The New Cook
- jaspreetsaini3
- Apr 14
- 3 min read
Updated: Apr 17
I have a cook.
She is an indulgence I have hired due to my dad visiting, and me struggling to see how he was going to survive in my haphazard lifestyle of cobbled together tiffins and eating out every night. He is 87, frail, unsteady on his feet and like most elderly people a creature of habit. I decided what I needed more than a maid was someone who could come in whilst I am at work, and make dad his breakfast, and later some lunch and in between those two meal times make a couple of dishes for the evening to leave in the fridge for me to reheat for dad and I for dinner.
That was my plan and quite honestly I wasn't optimistic. I've told you about the Maid Mania I've been suffering. But somewhere in my karma, or maybe my dad's Bharti was written as an answer to prayers.
Bharti is 33 and a kitchen goddess. She comes in at 8:00 in the morning and in her 4 hours with me she makes dad his chai, and his breakfast, and then chops, crushes, slices, marinades, soaks, blends, boils, pressurises, stews and does all sorts of wizardry to deliver the most amazingly delicious food I have eaten. And she walks out of the door promptly at 12:00 leaving the kitchen spotless and a fridge full of pots. It has become Bharti's fridge and I squeeze my bits and pieces in wherever I can find space.
In the last 7 days since Bharti arrived I have eaten the most exquisite home-made:
Chole, (chickpea curry),
Cauliflower sabzi (dry vegetable dish)
Dhal with bottle gourd,
Lady fingers with potatoes,
Rajma ( red kidney bean curry),
Chicken biryani,
Cabbage sabzi
And Masala Dosas.
I can see you calculating the number of dishes and the number of days and all I can say is that Dad and I are eating like Maharaje and I have the most delicious tiffins!
But a good cook seems to need a lot of stuff. At our first meeting Bharti took a look around my kitchen, stocked beautifully I thought with all essential items and said that on the first day perhaps she could do a stock take and make me a list of additional items she needs? Sure Bharti, I said, please make your list.
I got home that evening to 3 pages of items to be bought, some of which I had no idea what they were, and still don't, and others that required Sherlock Holmes style detective work to decipher. For example, I only worked out what "Siniman" might be when I read it aloud whilst on the phone to my husband!
The list spanned spices, vegetables, pulses, other ingredients, pots and pans and containers and the underlying tenet of Bharti's cuisine is the right tool for the specific dish. A dosa griddle is not the same griddle for making paratha. Tupperware is inexcusable and stainless steel bowls with lids in varying sizes are essential.

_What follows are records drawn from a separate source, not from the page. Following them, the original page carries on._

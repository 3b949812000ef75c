//! Field extraction from `/proc/<pid>/status`.
//!
//! The status document is a sequence of `Label:\s+<value>(\s*kB)?` lines.
//! Only a fixed set of labels is recognized; the value is the last run of
//! digits on the line. Patterns are compiled once into [`StatusPatterns`]
//! and shared by reference with every scan.

use regex::Regex;
use std::fs;
use std::io::{BufRead, BufReader};
use std::path::Path;

use crate::error::SetupError;
use crate::process::record::MemoryStats;

/// Recognized status labels.
#[derive(Debug, Clone, Copy, PartialEq, Eq, Hash)]
pub enum StatusField {
    NsPid,
    VmPeak,
    VmSize,
    VmLck,
    VmPin,
    VmHwm,
    VmRss,
    RssAnon,
    RssFile,
    RssShmem,
}

impl StatusField {
    pub const ALL: [StatusField; 10] = [
        StatusField::NsPid,
        StatusField::VmPeak,
        StatusField::VmSize,
        StatusField::VmLck,
        StatusField::VmPin,
        StatusField::VmHwm,
        StatusField::VmRss,
        StatusField::RssAnon,
        StatusField::RssFile,
        StatusField::RssShmem,
    ];

    pub fn label(self) -> &'static str {
        match self {
            StatusField::NsPid => "NSpid",
            StatusField::VmPeak => "VmPeak",
            StatusField::VmSize => "VmSize",
            StatusField::VmLck => "VmLck",
            StatusField::VmPin => "VmPin",
            StatusField::VmHwm => "VmHWM",
            StatusField::VmRss => "VmRSS",
            StatusField::RssAnon => "RssAnon",
            StatusField::RssFile => "RssFile",
            StatusField::RssShmem => "RssShmem",
        }
    }

    pub fn from_label(label: &str) -> Option<Self> {
        Self::ALL.iter().copied().find(|f| f.label() == label)
    }

    fn pattern(self) -> String {
        format!(r"^{}:.*\s(\d+)\s*(?:kB)?\s*$", regex::escape(self.label()))
    }
}

/// Compiled per-label value patterns, immutable after construction.
#[derive(Debug, Clone)]
pub struct StatusPatterns {
    patterns: Vec<(StatusField, Regex)>,
}

impl StatusPatterns {
    pub fn compile() -> Result<Self, SetupError> {
        let patterns = StatusField::ALL
            .iter()
            .map(|&field| {
                Regex::new(&field.pattern())
                    .map(|re| (field, re))
                    .map_err(|source| SetupError::Pattern {
                        label: field.label(),
                        source,
                    })
            })
            .collect::<Result<Vec<_>, _>>()?;
        Ok(Self { patterns })
    }

    /// Matches one status line. Returns the field and its value when the
    /// label is recognized; the value is `None` if the text is malformed.
    pub fn match_line(&self, line: &str) -> Option<(StatusField, Option<u64>)> {
        let (label, _) = line.split_once(':')?;
        let (field, re) = self.patterns.iter().find(|(f, _)| f.label() == label)?;
        let value = re
            .captures(line)
            .and_then(|caps| caps.get(1))
            .and_then(|m| m.as_str().parse::<u64>().ok());
        Some((*field, value))
    }
}

/// Typed result of parsing one status document.
#[derive(Debug, Clone, Copy, Default, PartialEq, Eq)]
pub struct StatusFields {
    pub namespace_pid: Option<u32>,
    pub memory: MemoryStats,
}

impl StatusFields {
    fn set(&mut self, field: StatusField, value: u64) {
        let m = &mut self.memory;
        match field {
            StatusField::NsPid => self.namespace_pid = u32::try_from(value).ok(),
            StatusField::VmPeak => m.vm_peak = Some(value),
            StatusField::VmSize => m.vm_size = Some(value),
            StatusField::VmLck => m.vm_lck = Some(value),
            StatusField::VmPin => m.vm_pin = Some(value),
            StatusField::VmHwm => m.vm_hwm = Some(value),
            StatusField::VmRss => m.vm_rss = Some(value),
            StatusField::RssAnon => m.rss_anon = Some(value),
            StatusField::RssFile => m.rss_file = Some(value),
            StatusField::RssShmem => m.rss_shmem = Some(value),
        }
    }

    fn apply_line(&mut self, patterns: &StatusPatterns, line: &str) {
        if let Some((field, Some(value))) = patterns.match_line(line) {
            self.set(field, value);
        }
    }
}

/// Parses an in-memory status document.
pub fn parse_status(patterns: &StatusPatterns, content: &str) -> StatusFields {
    let mut fields = StatusFields::default();
    for line in content.lines() {
        fields.apply_line(patterns, line);
    }
    fields
}

/// Reads `<proc_path>/status` line by line.
///
/// Lines are split on raw bytes: the kernel does not escape high bytes in
/// `Name:`, so a non-UTF-8 process name must not hide the other fields.
pub fn read_status(patterns: &StatusPatterns, proc_path: &Path) -> std::io::Result<StatusFields> {
    let file = fs::File::open(proc_path.join("status"))?;
    let reader = BufReader::new(file);

    let mut fields = StatusFields::default();
    for line in reader.split(b'\n') {
        let line = line?;
        fields.apply_line(patterns, &String::from_utf8_lossy(&line));
    }
    Ok(fields)
}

My kitchen is now unrecognisable. And I suspect so too will be my waistline. Although Bharti is all about portion control. In the first few days before Dad arrived and during her trial period she was only cooking for me and she didn't skimp on flavours and spices but she would only make enough of anything for one person. And I think she bases her quantities on small Maharashtrans, not on large Punjabis. So the jury is out as to which way the dial will turn on the weigh scales.
Just as a footnote, I spent hours on the first evening ordering all of Bharti's list across a number of different online supermarkets and by the time she arrived at 8:00 the next morning I had procured 90% of her list and it was in the kitchen waiting for her. I stood there looking so pleased with myself and flourished my arms all over the shopping in a universal ta-da sort of way and she just looked at the items, picked up a couple and said " I don't need that" or "that's the wrong size", or "I need one with a lid". It was a deflating moment in this Tiggers life but I think Bharti's taciturnity is a really small price to pay for Chole on demand.
Next stress is how I can justify keeping Bharti on after dad has gone? All ideas welcome.